There were happenings on the island far more strange than the normal flow of telepathic conversation. On my third evening, for instance, all the colonists gathered in the meeting-room. John explained that this was one of the regular twelfth-day meetings “to review our position in relation to the universe.” I was advised to come, but to go away when I was bored. The whole party sat in the carved wooden chairs round the walls of the room. There was silence. Having had some experience of Quaker meetings, I was not at first ill at ease. But presently a rather terrifying absolute stillness came upon the company. Not only gross fidgetings, but even those almost imperceptible movements which characterize all normal living, ceased, and became noticeable through their absence. I might have been in a roomful of stone images. On every face was an expression of intent but calm concentration which was not solemn, was even perhaps faintly amused. Suddenly and with keen scrutiny, all eyes turned upon me. I was seized with a sudden panic; but inimediately there came over all the intent faces a reassuring smile. Then followed an experience which I can only describe by saying that I felt directly the presence of those supernormal minds, felt telepathically a vague but compelling sense of their immature majesty, felt myself straining desperately to rise to their level, felt myself breaking under the strain, so that I had finally to flee back into my little isolated and half-human self, with the thankfulness of one who falls asleep after great toil, but with the loneliness of an exile.
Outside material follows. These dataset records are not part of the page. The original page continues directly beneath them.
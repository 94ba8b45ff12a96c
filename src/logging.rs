//! Tracing subscriber setup for binaries and tests embedding the link.

use tracing::Level;
use tracing_subscriber::{fmt, prelude::*, EnvFilter, Registry};

/// Install a fmt subscriber filtered by `RUST_LOG`, defaulting to `info`.
///
/// Safe to call more than once; later calls are no-ops.
pub fn init() {
    let filter = EnvFilter::try_from_default_env()
        .unwrap_or_else(|_| EnvFilter::new(Level::INFO.as_str()));
    install(filter);
}

/// Install a subscriber with an explicit directive such as
/// `missionlink_core::sync_engine=debug`. Falls back to `info` if the
/// directive does not parse.
pub fn init_with_directive(directive: &str) {
    let filter = EnvFilter::try_new(directive).unwrap_or_else(|err| {
        eprintln!("invalid log directive {directive:?}: {err}, using info");
        EnvFilter::new(Level::INFO.as_str())
    });
    install(filter);
}

fn install(filter: EnvFilter) {
    let _ = Registry::default()
        .with(filter)
        .with(fmt::layer().with_target(true))
        .try_init();
}
//! Link and synchronization settings.

use std::path::Path;
use std::time::Duration;

use serde::Deserialize;

use crate::codec::MAX_FRAME_LEN;
use crate::errors::ConfigError;

/// Settings for one vehicle connection.
#[derive(Debug, Clone, PartialEq, Eq, Deserialize)]
#[serde(default, deny_unknown_fields)]
pub struct SyncConfig {
    /// Our address on the link
    pub ground_id: u16,
    /// Address of the flight controller
    pub vehicle_id: u16,
    /// Wait for one acknowledgment before retrying
    pub ack_timeout_ms: u64,
    /// Retries of the same request before the transaction aborts
    pub max_retries: u32,
    /// Watchdog for a whole transaction (async driver only)
    pub transaction_timeout_ms: u64,
    pub receive_buffer_capacity: usize,
    /// Frames between two loss-statistics reports
    pub stats_window: u32,
}

impl Default for SyncConfig {
    fn default() -> Self {
        Self {
            ground_id: crate::DEFAULT_GROUND_ID,
            vehicle_id: crate::DEFAULT_VEHICLE_ID,
            ack_timeout_ms: crate::ACK_TIMEOUT_MS,
            max_retries: crate::MAX_RETRIES,
            transaction_timeout_ms: 120_000,
            receive_buffer_capacity: crate::RECEIVE_BUFFER_CAPACITY,
            stats_window: crate::STATS_WINDOW,
        }
    }
}

impl SyncConfig {
    pub fn new() -> Self {
        Self::default()
    }

    pub fn with_ids(mut self, ground_id: u16, vehicle_id: u16) -> Self {
        self.ground_id = ground_id;
        self.vehicle_id = vehicle_id;
        self
    }

    pub fn with_ack_timeout_ms(mut self, timeout_ms: u64) -> Self {
        self.ack_timeout_ms = timeout_ms;
        self
    }

    pub fn with_max_retries(mut self, retries: u32) -> Self {
        self.max_retries = retries;
        self
    }

    pub fn with_transaction_timeout_ms(mut self, timeout_ms: u64) -> Self {
        self.transaction_timeout_ms = timeout_ms;
        self
    }

    pub fn with_receive_buffer_capacity(mut self, capacity: usize) -> Self {
        self.receive_buffer_capacity = capacity;
        self
    }

    pub fn with_stats_window(mut self, window: u32) -> Self {
        self.stats_window = window;
        self
    }

    pub fn ack_timeout(&self) -> Duration {
        Duration::from_millis(self.ack_timeout_ms)
    }

    pub fn transaction_timeout(&self) -> Duration {
        Duration::from_millis(self.transaction_timeout_ms)
    }

    /// Parse and validate a TOML document.
    pub fn from_toml_str(text: &str) -> Result<Self, ConfigError> {
        let config: Self = toml::from_str(text).map_err(|e| ConfigError::Parse(e.to_string()))?;
        config.validate()?;
        Ok(config)
    }

    /// Read, parse and validate a TOML file.
    pub fn load(path: impl AsRef<Path>) -> Result<Self, ConfigError> {
        let path = path.as_ref();
        let text = std::fs::read_to_string(path).map_err(|e| ConfigError::Io {
            path: path.display().to_string(),
            reason: e.to_string(),
        })?;
        Self::from_toml_str(&text)
    }

    pub fn validate(&self) -> Result<(), ConfigError> {
        if self.ack_timeout_ms == 0 {
            return Err(ConfigError::Invalid {
                field: "ack_timeout_ms",
                reason: "must be non-zero".to_string(),
            });
        }
        if self.transaction_timeout_ms == 0 {
            return Err(ConfigError::Invalid {
                field: "transaction_timeout_ms",
                reason: "must be non-zero".to_string(),
            });
        }
        if self.stats_window == 0 {
            return Err(ConfigError::Invalid {
                field: "stats_window",
                reason: "must be non-zero".to_string(),
            });
        }
        if self.receive_buffer_capacity < MAX_FRAME_LEN {
            return Err(ConfigError::Invalid {
                field: "receive_buffer_capacity",
                reason: format!("must hold at least one {MAX_FRAME_LEN}-byte frame"),
            });
        }
        Ok(())
    }
}
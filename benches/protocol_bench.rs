use std::time::Instant;

use criterion::{black_box, criterion_group, criterion_main, Criterion};
use missionlink_core::codec::{self, encode_with_sequence, FrameBuffer, SLOT_SET};
use missionlink_core::contracts::{BankRecord, InfoSlot, MissionBank};
use missionlink_core::sim::SimulatedVehicle;
use missionlink_core::{Frame, MsgClass, SyncConfig, VehicleBridge};

fn slot_frame() -> Frame {
    let slot = InfoSlot {
        waypoint_id: 3,
        longitude: 8.5417,
        latitude: 47.3769,
        altitude: 120.0,
        ..Default::default()
    }
    .sealed();
    Frame::new(MsgClass::InfoSlot, SLOT_SET, 0x00FE, 0x0001, slot.encode())
}

fn benchmark_encode(c: &mut Criterion) {
    let frame = slot_frame();

    c.bench_function("encode_info_slot_frame", |b| {
        b.iter(|| encode_with_sequence(black_box(&frame), black_box(7)));
    });
}

fn benchmark_decode_stream(c: &mut Criterion) {
    let frame = slot_frame();
    let stream: Vec<u8> = (0..64u8).flat_map(|seq| encode_with_sequence(&frame, seq)).collect();

    c.bench_function("decode_64_frame_stream", |b| {
        b.iter(|| {
            let mut buffer = FrameBuffer::with_capacity(4096);
            codec::decode(&mut buffer, black_box(&stream))
        });
    });
}

fn benchmark_simulated_read(c: &mut Criterion) {
    let mut vehicle = SimulatedVehicle::new(0x0001, 4, 32);
    for bank_id in 0..4u16 {
        let slots = vec![InfoSlot::default(); 16];
        vehicle.load_bank(MissionBank::new(
            BankRecord {
                bank_id,
                ..Default::default()
            },
            slots,
        )
        .unwrap());
    }

    c.bench_function("read_4_banks_64_slots", |b| {
        b.iter(|| {
            let mut bridge = VehicleBridge::new(SyncConfig::default()).unwrap();
            let now = Instant::now();
            let mut outbound = bridge.start_read(now).unwrap().outbound;
            while !outbound.is_empty() {
                let mut next = Vec::new();
                for request in outbound {
                    let reply = vehicle.process(&request);
                    next.extend(bridge.on_bytes(&reply, now).outbound);
                }
                outbound = next;
            }
            vehicle.clear_received();
            black_box(bridge.is_active())
        });
    });
}

criterion_group!(
    benches,
    benchmark_encode,
    benchmark_decode_stream,
    benchmark_simulated_read
);
criterion_main!(benches);
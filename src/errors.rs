//! Error types for mission synchronization.
//!
//! Every failure that aborts a transaction is a [`SyncError`]. Payload layout
//! problems found while parsing a frame are [`CodecError`]s; they never abort
//! a transaction on their own, the offending frame is dropped instead.

use std::time::Duration;

use thiserror::Error;

use crate::contracts::ErrorReport;

/// Result type alias for synchronization operations
pub type Result<T> = std::result::Result<T, SyncError>;

/// Identifies a bank, or one info-slot within it, on the device.
#[derive(Debug, Clone, Copy, PartialEq, Eq, Hash)]
pub struct SlotRef {
    pub bank_id: u16,
    pub slot_id: Option<u16>,
}

impl SlotRef {
    pub fn bank(bank_id: u16) -> Self {
        Self {
            bank_id,
            slot_id: None,
        }
    }

    pub fn slot(bank_id: u16, slot_id: u16) -> Self {
        Self {
            bank_id,
            slot_id: Some(slot_id),
        }
    }
}

impl std::fmt::Display for SlotRef {
    fn fmt(&self, f: &mut std::fmt::Formatter<'_>) -> std::fmt::Result {
        match self.slot_id {
            Some(slot_id) => write!(f, "bank {} slot {}", self.bank_id, slot_id),
            None => write!(f, "bank {}", self.bank_id),
        }
    }
}

/// Transaction-aborting failures.
#[derive(Debug, Clone, PartialEq, Error)]
pub enum SyncError {
    /// Protocol invariant violated on our side
    #[error("internal protocol error: {0}")]
    Internal(String),

    /// Nothing acknowledged the transaction within the watchdog window
    #[error("no acknowledgment for {action} within {waited:?}")]
    AckTimeout { action: String, waited: Duration },

    /// The device answered about a different bank/slot than requested
    #[error("{action}: device answered for {received}, requested {expected}")]
    RequestMismatch {
        action: String,
        expected: SlotRef,
        received: SlotRef,
    },

    /// Uploaded info-slot echoed back with a different checksum
    #[error("checksum mismatch on {slot}: sent {sent:#04x}, device echoed {echoed:#04x}")]
    ChecksumMismatch { slot: SlotRef, sent: u8, echoed: u8 },

    /// Retry budget exhausted for the same request
    #[error("{action} failed after {attempts} attempts")]
    MaxRetryExceeded { action: String, attempts: u32 },

    /// Write target does not fit on the device
    #[error("insufficient device capacity: {what} needs {required}, device offers {available}")]
    InsufficientCapacity {
        what: &'static str,
        required: usize,
        available: usize,
    },

    /// A transaction is already in flight on this vehicle
    #[error("another transaction ({active}) is already active")]
    TransactionActive { active: &'static str },

    /// The device kept refusing an uploaded info-slot
    #[error("device refused {slot}: status {status:#04x}")]
    SlotRejected { slot: SlotRef, status: u8 },

    /// The device reported an error for one of our requests
    #[error("device rejected request: {0}")]
    DeviceRejected(ErrorReport),

    /// The link driver or transport is gone
    #[error("vehicle link closed")]
    LinkClosed,

    #[error("configuration error: {0}")]
    Config(#[from] ConfigError),
}

impl SyncError {
    /// Stable numeric code per failure class.
    pub fn code(&self) -> u16 {
        match self {
            Self::Internal(_) => 1,
            Self::AckTimeout { .. } => 2,
            Self::RequestMismatch { .. } => 3,
            Self::ChecksumMismatch { .. } => 4,
            Self::MaxRetryExceeded { .. } => 5,
            Self::InsufficientCapacity { .. } => 6,
            Self::TransactionActive { .. } => 7,
            Self::DeviceRejected(_) => 8,
            Self::LinkClosed => 9,
            Self::Config(_) => 10,
            Self::SlotRejected { .. } => 11,
        }
    }

    /// One human-readable sentence for the operator.
    pub fn user_message(&self) -> String {
        match self {
            Self::Internal(detail) => format!("Internal protocol error: {detail}."),
            Self::AckTimeout { action, .. } => {
                format!("The vehicle did not respond to {action}.")
            }
            Self::RequestMismatch {
                action, expected, ..
            } => format!(
                "The vehicle kept answering {action} for the wrong slot ({expected} requested)."
            ),
            Self::ChecksumMismatch { slot, .. } => {
                format!("Uploading {slot} failed: the vehicle stored a corrupted copy.")
            }
            Self::MaxRetryExceeded { action, attempts } => {
                format!("{action} failed after {attempts} attempts.")
            }
            Self::InsufficientCapacity {
                what,
                required,
                available,
            } => format!(
                "The mission does not fit on the vehicle: {required} {what} requested, {available} available."
            ),
            Self::TransactionActive { active } => {
                format!("Mission {active} is still in progress.")
            }
            Self::SlotRejected { slot, status } => {
                format!("The vehicle refused to store {slot} (status {status:#04x}).")
            }
            Self::DeviceRejected(report) => format!("The vehicle rejected the request: {report}."),
            Self::LinkClosed => "The vehicle link is closed.".to_string(),
            Self::Config(err) => format!("Invalid configuration: {err}."),
        }
    }
}

/// Payload layout failures.
#[derive(Debug, Clone, PartialEq, Eq, Error)]
pub enum CodecError {
    #[error("truncated payload: need {needed} bytes, have {available}")]
    Truncated { needed: usize, available: usize },

    #[error("unexpected frame kind: class {class:#04x} subtype {subtype:#04x}")]
    UnexpectedKind { class: u8, subtype: u8 },
}

/// Configuration loading and validation failures.
#[derive(Debug, Clone, PartialEq, Eq, Error)]
pub enum ConfigError {
    #[error("cannot read {path}: {reason}")]
    Io { path: String, reason: String },

    #[error("cannot parse configuration: {0}")]
    Parse(String),

    #[error("invalid value for {field}: {reason}")]
    Invalid { field: &'static str, reason: String },
}

#[cfg(test)]
mod tests {
    use super::*;

    #[test]
    fn test_user_message_names_action() {
        let err = SyncError::MaxRetryExceeded {
            action: "query single bank 3".to_string(),
            attempts: 6,
        };
        let msg = err.user_message();
        assert!(msg.contains("query single bank 3"));
        assert!(msg.contains('6'));
        assert_eq!(err.code(), 5);
    }

    #[test]
    fn test_checksum_display() {
        let err = SyncError::ChecksumMismatch {
            slot: SlotRef::slot(1, 4),
            sent: 0x12,
            echoed: 0x34,
        };
        let msg = err.to_string();
        assert!(msg.contains("bank 1 slot 4"));
        assert!(msg.contains("0x12"));
    }

    #[test]
    fn test_slot_rejected_message() {
        let err = SyncError::SlotRejected {
            slot: SlotRef::slot(0, 2),
            status: 1,
        };
        assert_eq!(err.code(), 11);
        assert!(err.user_message().contains("bank 0 slot 2"));
    }
}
The many eyes were now turned from me. The young winged minds had soared beyond my reach.

Presently Tsomotre, the neckless Tibetan, moved to a sort of harpsichord, tuned to the strange intervals which the islanders enjoyed. He played. To me his music was indescribably unpleasant. I could have screanied, or howled like a dog. When he had done, a faint involuntary murmur from several throats seemed to indicate deep approval. Shahîn rose from his seat, looking with keen inquiry at Lo, who hesitated, then also rose. Tsomotre began playing once more, tentatively. Lo, meanwhile, had opened a huge chest, and after a brief search she took from it a folded cloth, which when she had shaken it out was revealed as an ample and undulatory length of silk, striped in many colours. This she wrapped around her. The music once more took definite form. Lo and Shahîn glided into a solemn dance, which quickened presently to a storm of wild movement. The silk whirled and floated, revealing the tawny limbs of Lo; or was gathered about her with pride and disdain. Shahîn leapt hither and thither around her, pressed toward her, was rejected, half accepted, spurned again. Now and then came moments of frank sexual contact, stylized and knit into the movement-pattern of the dance. The end suggested to me that the two lovers, now clinging together, were being engulfed in some huge catastrophe. They glanced hither and thither, above, below, with expressions of horror and exaltation, and at one another with gleams of triumph. They seemed to thrust some invisible assailant from them, but less and less effectively, till gradually they sank together to the ground. Suddenly they sprang up and apart to perform slow marionette-like antics which meant nothing to me. The music stopped, and the dance. As she returned to her seat, Lo flashed a questioning, taunting look at John.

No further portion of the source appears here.